**Exercise aim:** Extract each line of the records below that contains the word "conn".

Provided records section start

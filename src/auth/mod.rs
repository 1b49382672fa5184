pub mod jwt;
pub mod password;

use axum::{async_trait, extract::FromRequestParts, http::request::Parts};
use axum_extra::headers::{authorization::Bearer, Authorization};
use axum_extra::TypedHeader;
use diesel::prelude::*;
use serde::{Deserialize, Serialize};

use crate::{
    error::AppError,
    models::Account,
    policy::{Actor, Role},
    schema::accounts,
    state::AppState,
};

/// The account behind a valid bearer token, re-read from the store on every request so role and
/// department changes apply immediately.
#[derive(Debug, Clone, Serialize, Deserialize)]
pub struct AuthenticatedUser {
    pub account_id: i64,
    pub username: String,
    pub role: Role,
    pub department_id: Option<i64>,
}

impl AuthenticatedUser {
    pub fn actor(&self) -> Actor {
        Actor {
            id: self.account_id,
            role: self.role,
            department_id: self.department_id,
        }
    }
}

#[async_trait]
impl FromRequestParts<AppState> for AuthenticatedUser {
    type Rejection = AppError;

    async fn from_request_parts(
        parts: &mut Parts,
        state: &AppState,
    ) -> Result<Self, Self::Rejection> {
        let TypedHeader(Authorization(bearer)) =
            TypedHeader::<Authorization<Bearer>>::from_request_parts(parts, state)
                .await
                .map_err(|_| AppError::unauthorized())?;

        let claims = state
            .jwt
            .verify_token(bearer.token())
            .map_err(|_| AppError::unauthorized())?;

        let mut conn = state.db()?;
        let account = accounts::table
            .find(claims.sub)
            .first::<Account>(&mut conn)
            .optional()?
            .ok_or_else(AppError::unauthorized)?;

        if !account.is_active {
            return Err(AppError::unauthorized());
        }

        let role = account
            .role
            .parse::<Role>()
            .map_err(AppError::internal)?;

        Ok(AuthenticatedUser {
            account_id: account.id,
            username: account.username,
            role,
            department_id: account.department_id,
        })
    }
}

Provided records section end

**Written response:**
        let mut conn = state.db()?;
            .first::<Account>(&mut conn)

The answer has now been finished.